We evaluated Make It Home to learn whether this type of program could sustain homeownership for very low-income households. The program’s goals were to prevent tenants’ loss of housing and to sustain homeownership for the purchasers, thus reinforcing the occupants’ housing stability over time. We evaluated whether the program achieved these goals in its first four years. We interviewed Make It Home buyers and compared them to similar households, also interviewed, whom UCHC assisted in trying to buy their houses at the tax auction. We monitored property data for both groups to track changes such as sales, vacancy, and tax delinquency. The two groups of aspiring buyers resembled each other at the time of efforts to purchase, such that the “comparison” group can show what would have happened to the Make It Home households had they not participated in the program. As a result, comparing the two groups can help show whether Make It Home made a difference in preventing loss of housing due to tax foreclosure and in sustaining homeownership over time.
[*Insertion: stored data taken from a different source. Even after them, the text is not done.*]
//! Verdict payload parsing and validation.
//!
//! The comparator streams text that only becomes a JSON document once the
//! stream has completed. Everything in this module operates on the fully
//! assembled payload and must never be called on a partial concatenation.

mod parser;
mod schema;

pub use parser::{parse_verdict, VerdictError};
pub use schema::{is_valid_verdict, validate_verdict_schema};
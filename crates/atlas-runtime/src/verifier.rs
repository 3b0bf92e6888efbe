//! VerificationEngine: streams the comparator's verdict.
//!
//! Each model fragment is forwarded as soon as it arrives. The assembled
//! payload is parsed only after the upstream stream ends, and the stream
//! always finishes with exactly one terminal chunk: [`VerdictChunk::Complete`]
//! or [`VerdictChunk::Error`].

use futures::stream::{Stream, StreamExt};
use std::future::Future;
use std::pin::Pin;
use std::sync::Arc;
use std::task::{ready, Context, Poll};
use thiserror::Error;
use url::Url;

use atlas_core::text::replace_control_chars;
use atlas_core::{parse_verdict, VerdictError, VerificationVerdict};

use crate::prompts::{comparator_message, COMPARATOR_SYSTEM_PROMPT};
use crate::providers::{ChatMessage, CompletionConfig, FragmentStream, LlmProvider, ProviderError};

/// Errors from the comparator, delivered inside the verdict stream.
#[derive(Error, Debug, Clone, PartialEq, Eq)]
pub enum VerificationError {
    #[error("Comparator unavailable: {0}")]
    Upstream(String),

    #[error("Comparator stream interrupted: {0}")]
    Stream(String),

    #[error("Comparator returned an invalid verdict: {0}")]
    Malformed(#[from] VerdictError),
}

/// One item of a verdict stream.
#[derive(Debug, Clone, PartialEq, Eq)]
pub enum VerdictChunk {
    /// Raw payload text, in arrival order
    Fragment(String),

    /// The parsed verdict; last item of a successful stream
    Complete(VerificationVerdict),

    /// The failure; last item of a failed stream
    Error(VerificationError),
}

impl VerdictChunk {
    pub fn is_terminal(&self) -> bool {
        !matches!(self, VerdictChunk::Fragment(_))
    }
}

pub type VerdictStream = Pin<Box<dyn Stream<Item = VerdictChunk> + Send>>;

type OpenFuture = Pin<Box<dyn Future<Output = Result<FragmentStream, ProviderError>> + Send>>;

/// Compares an answer against evidence through the comparator model.
///
/// Holds no per-request state; every call starts a fresh conversation.
pub struct VerificationEngine {
    provider: Arc<dyn LlmProvider>,
    completion: CompletionConfig,
}

impl VerificationEngine {
    pub fn new(provider: Arc<dyn LlmProvider>, completion: CompletionConfig) -> Self {
        Self {
            provider,
            completion,
        }
    }

    /// Start a verification. Nothing is sent until the stream is first polled.
    pub fn verify(&self, answer: &str, evidence: &str, source: &Url) -> VerdictStream {
        let messages = vec![
            ChatMessage::system(COMPARATOR_SYSTEM_PROMPT),
            ChatMessage::user(comparator_message(answer, evidence, source)),
        ];

        let provider = Arc::clone(&self.provider);
        let completion = self.completion.clone();
        let open: OpenFuture =
            Box::pin(async move { provider.complete_stream(messages, &completion).await });

        Box::pin(VerdictAssembler {
            state: State::Opening(open),
            buffer: String::new(),
            source: source.clone(),
        })
    }
}

enum State {
    Opening(OpenFuture),
    Streaming(FragmentStream),
    Finished,
}

/// Forwards fragments and parses the buffered payload at the end.
struct VerdictAssembler {
    state: State,
    buffer: String,
    source: Url,
}

impl VerdictAssembler {
    fn finish(&mut self) -> VerdictChunk {
        self.state = State::Finished;
        match parse_verdict(&self.buffer, &self.source) {
            Ok(verdict) => {
                tracing::info!(
                    stage = "verify",
                    status = %verdict.status,
                    source = %verdict.source,
                    "Verdict complete"
                );
                VerdictChunk::Complete(verdict)
            }
            Err(e) => {
                tracing::warn!(stage = "verify", error = %e, chars = self.buffer.len(), "Verdict payload rejected");
                VerdictChunk::Error(VerificationError::Malformed(e))
            }
        }
    }

    fn fail(&mut self, error: VerificationError) -> VerdictChunk {
        tracing::warn!(stage = "verify", error = %error, "Comparator failed");
        self.state = State::Finished;
        VerdictChunk::Error(error)
    }
}

impl Stream for VerdictAssembler {
    type Item = VerdictChunk;

    fn poll_next(self: Pin<&mut Self>, cx: &mut Context<'_>) -> Poll<Option<Self::Item>> {
        let this = self.get_mut();

        loop {
            match &mut this.state {
                State::Opening(open) => match ready!(open.as_mut().poll(cx)) {
                    Ok(fragments) => this.state = State::Streaming(fragments),
                    Err(e) => {
                        let chunk = this.fail(VerificationError::Upstream(e.to_string()));
                        return Poll::Ready(Some(chunk));
                    }
                },
                State::Streaming(fragments) => match ready!(fragments.poll_next_unpin(cx)) {
                    Some(Ok(fragment)) => {
                        let fragment = replace_control_chars(&fragment);
                        if fragment.is_empty() {
                            continue;
                        }
                        tracing::debug!(chars = fragment.len(), "Verdict fragment");
                        this.buffer.push_str(&fragment);
                        return Poll::Ready(Some(VerdictChunk::Fragment(fragment)));
                    }
                    Some(Err(e)) => {
                        let chunk = this.fail(VerificationError::Stream(e.to_string()));
                        return Poll::Ready(Some(chunk));
                    }
                    None => return Poll::Ready(Some(this.finish())),
                },
                State::Finished => return Poll::Ready(None),
            }
        }
    }
}

/// Drain a verdict stream, returning the concatenated fragments and the outcome.
pub async fn collect_verdict(
    mut stream: VerdictStream,
) -> (String, Result<VerificationVerdict, VerificationError>) {
    let mut payload = String::new();
    while let Some(chunk) = stream.next().await {
        match chunk {
            VerdictChunk::Fragment(text) => payload.push_str(&text),
            VerdictChunk::Complete(verdict) => return (payload, Ok(verdict)),
            VerdictChunk::Error(e) => return (payload, Err(e)),
        }
    }
    (
        payload,
        Err(VerificationError::Stream("stream ended without a verdict".to_string())),
    )
}
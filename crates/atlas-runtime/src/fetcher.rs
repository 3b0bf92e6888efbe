//! ContentFetcher: retrieves evidence text for a selected source.
//!
//! `fetch` never fails. Transport errors, non-200 statuses and empty pages
//! all produce a [`SourceDocument`] with `fetch_succeeded == false` and the
//! sentinel text `"Cannot get the content of <url>"`.

use async_trait::async_trait;
use reqwest::header::{self, HeaderMap, HeaderValue};
use scraper::{Html, Node};
use std::sync::Arc;
use std::time::Duration;
use thiserror::Error;

use atlas_core::text::{normalize_whitespace, truncate_chars};
use atlas_core::{FetchStrategy, SourceDescriptor, SourceDocument};

use crate::config::FetchSettings;

const BROWSER_USER_AGENT: &str = "Mozilla/5.0 (Windows NT 10.0; Win64; x64) AppleWebKit/537.36 (KHTML, like Gecko) Chrome/124.0.0.0 Safari/537.36";

/// Elements whose text is never evidence.
const SKIPPED_ELEMENTS: [&str; 4] = ["script", "style", "noscript", "template"];

/// Errors from the page client. [`ContentFetcher`] turns these into soft failures.
#[derive(Error, Debug, Clone)]
pub enum FetchError {
    #[error("Failed to build HTTP client: {0}")]
    Client(String),

    #[error("Request failed: {0}")]
    Transport(String),

    #[error("Request timed out after {0:?}")]
    Timeout(Duration),

    #[error("Failed to read response body: {0}")]
    Body(String),
}

/// Status and body of one page request.
#[derive(Debug, Clone, PartialEq, Eq)]
pub struct PageResponse {
    pub status: u16,
    pub body: String,
}

/// HTTP GET abstraction for page and proxy fetches.
#[async_trait]
pub trait PageClient: Send + Sync {
    async fn get(&self, url: &str) -> Result<PageResponse, FetchError>;
}

/// Browser-impersonating page client.
///
/// Sends a desktop Chrome User-Agent and the headers a browser sends on
/// navigation, so origin servers serve the same HTML a reader would see.
#[derive(Debug, Clone)]
pub struct BrowserClient {
    client: reqwest::Client,
    timeout: Duration,
}

impl BrowserClient {
    pub fn from_settings(settings: &FetchSettings) -> Result<Self, FetchError> {
        let user_agent = match settings.user_agent.as_deref() {
            Some(ua) => HeaderValue::from_str(ua).map_err(|e| FetchError::Client(e.to_string()))?,
            None => HeaderValue::from_static(BROWSER_USER_AGENT),
        };

        let mut headers = HeaderMap::new();
        headers.insert(header::USER_AGENT, user_agent);
        headers.insert(
            header::ACCEPT,
            HeaderValue::from_static(
                "text/html,application/xhtml+xml,application/xml;q=0.9,image/avif,image/webp,*/*;q=0.8",
            ),
        );
        headers.insert(
            header::ACCEPT_LANGUAGE,
            HeaderValue::from_static("en-US,en;q=0.9"),
        );
        headers.insert(
            header::UPGRADE_INSECURE_REQUESTS,
            HeaderValue::from_static("1"),
        );

        let client = reqwest::Client::builder()
            .default_headers(headers)
            .timeout(settings.timeout)
            .redirect(reqwest::redirect::Policy::limited(settings.max_redirects))
            .danger_accept_invalid_certs(settings.accept_invalid_certs)
            .build()
            .map_err(|e| FetchError::Client(e.to_string()))?;

        Ok(Self {
            client,
            timeout: settings.timeout,
        })
    }
}

#[async_trait]
impl PageClient for BrowserClient {
    async fn get(&self, url: &str) -> Result<PageResponse, FetchError> {
        let response = self.client.get(url).send().await.map_err(|e| {
            if e.is_timeout() {
                FetchError::Timeout(self.timeout)
            } else {
                FetchError::Transport(e.to_string())
            }
        })?;

        let status = response.status().as_u16();
        let body = response
            .text()
            .await
            .map_err(|e| FetchError::Body(e.to_string()))?;

        Ok(PageResponse { status, body })
    }
}

/// Fetches and extracts evidence text for a [`SourceDescriptor`].
pub struct ContentFetcher {
    client: Arc<dyn PageClient>,
    proxy_base: String,
    max_evidence_chars: usize,
}

impl ContentFetcher {
    /// `proxy_base` gets a trailing `/` if it lacks one, so the target URL
    /// always lands in the path.
    pub fn new(client: Arc<dyn PageClient>, proxy_base: impl Into<String>, max_evidence_chars: usize) -> Self {
        let mut proxy_base = proxy_base.into();
        if !proxy_base.ends_with('/') {
            proxy_base.push('/');
        }
        Self {
            client,
            proxy_base,
            max_evidence_chars,
        }
    }

    pub fn from_settings(client: Arc<dyn PageClient>, settings: &FetchSettings) -> Self {
        Self::new(client, settings.proxy_base_url.clone(), settings.max_evidence_chars)
    }

    /// The proxy-reader URL for a target: the base with the target appended.
    pub fn proxy_url(&self, target: &url::Url) -> String {
        format!("{}{}", self.proxy_base, target)
    }

    /// Fetch evidence. Never fails; see the module docs.
    pub async fn fetch(&self, descriptor: &SourceDescriptor) -> SourceDocument {
        let request_url = match descriptor.strategy {
            FetchStrategy::Direct => descriptor.url.to_string(),
            FetchStrategy::ProxyReader => self.proxy_url(&descriptor.url),
            FetchStrategy::SkipToNext => {
                tracing::warn!(url = %descriptor.url, "Refusing to fetch a skipped source");
                return SourceDocument::failed(descriptor, None);
            }
        };

        let response = match self.client.get(&request_url).await {
            Ok(response) => response,
            Err(e) => {
                tracing::warn!(
                    stage = "fetch",
                    url = %descriptor.url,
                    strategy = %descriptor.strategy,
                    error = %e,
                    "Fetch failed, continuing with sentinel evidence"
                );
                return SourceDocument::failed(descriptor, None);
            }
        };

        if response.status != 200 {
            tracing::warn!(
                stage = "fetch",
                url = %descriptor.url,
                strategy = %descriptor.strategy,
                status = response.status,
                "Non-200 response, continuing with sentinel evidence"
            );
            return SourceDocument::failed(descriptor, Some(response.status));
        }

        let text = match descriptor.strategy {
            FetchStrategy::ProxyReader => response.body.trim().to_string(),
            _ => extract_text(&response.body),
        };

        if text.is_empty() {
            tracing::warn!(stage = "fetch", url = %descriptor.url, "Page has no extractable text");
            return SourceDocument::failed(descriptor, Some(response.status));
        }

        let char_count = text.chars().count();
        let text = if char_count > self.max_evidence_chars {
            tracing::debug!(
                url = %descriptor.url,
                chars = char_count,
                limit = self.max_evidence_chars,
                "Truncating evidence"
            );
            truncate_chars(&text, self.max_evidence_chars).to_string()
        } else {
            text
        };

        tracing::info!(
            stage = "fetch",
            url = %descriptor.url,
            strategy = %descriptor.strategy,
            chars = text.chars().count(),
            "Evidence fetched"
        );
        SourceDocument::fetched(descriptor, text, Some(response.status))
    }
}

/// Plain text of an HTML document with whitespace collapsed.
pub fn extract_text(html: &str) -> String {
    let document = Html::parse_document(html);

    let mut pieces: Vec<&str> = Vec::new();
    for node in document.tree.root().descendants() {
        let Node::Text(text) = node.value() else {
            continue;
        };
        let hidden = node.ancestors().any(|ancestor| {
            ancestor
                .value()
                .as_element()
                .is_some_and(|el| SKIPPED_ELEMENTS.contains(&el.name()))
        });
        if !hidden {
            pieces.push(text);
        }
    }

    normalize_whitespace(&pieces.join(" "))
}
//! Resilience patterns for atlas-runtime.
//!
//! Upstream calls get at most one retry, and only for transient failures.
//! There is no circuit breaker or fallback model: a stage that still fails
//! ends the run in a degraded response.

mod retry;

pub use retry::{RetryPolicy, Transient};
In 2017, Make It Home worked to enable 80 renter households to buy their houses. Those becoming homeowners reported very low incomes, often less than $15,000 per year. Most homeownership programs serve households with incomes at least 60% of area median income, or about $37,080 for a three-person household in 2017 in the Detroit metro area, the median household size among Make It Home participants. Among those purchasing through Make It Home, 89% of households reported incomes lower than 60% of area median income in 2017; among the comparison group, 92% reported incomes at that level. In the comparison group, some purchasers succeeded in buying their houses at the auction, but most did not. UCHC aimed to help 154 households buy at the tax auction and succeeded on behalf of 34. Eleven additional households found ways to buy their houses or keep them out of the auction without UCHC’s help, by paying their tax bill just before the auction or by purchasing from the auction on their own, from the investor who bought at the auction, or from the estate of the deceased owner. The remaining 109 houses were sold to others at the auction.

Key Findings

  • By the end of the first year of the program, 81% of Make It Home participants had received a deed for their house or continued to hold a land contract.
  • In the four years following properties’ tax foreclosure in 2017, Make It Home resulted in sustained homeownership for 85% of participants.
  • Nevertheless, some purchasers sold their houses before the end of four years, too soon to realize the wealth-building and other benefits of homeownership.
  • Numerous conditions threatened longer-term homeownership, including property tax foreclosure, vacancy, poor condition of the houses, lack of home insurance, high housing-related expenses, and loss of income during the COVID-19 pandemic.

Implications for Programs

  1. Provide pre-purchase homeowner education and financial counseling.
  2. Inspect houses prior to purchase with details provided to the prospective buyers.
  3. Increase home insurance awareness and access.
  4. Provide financial help for major housing repairs.
  5. Make post-purchase support available for dealing with housing costs so as to prevent loss of housing.
  6. Monitor program results over time.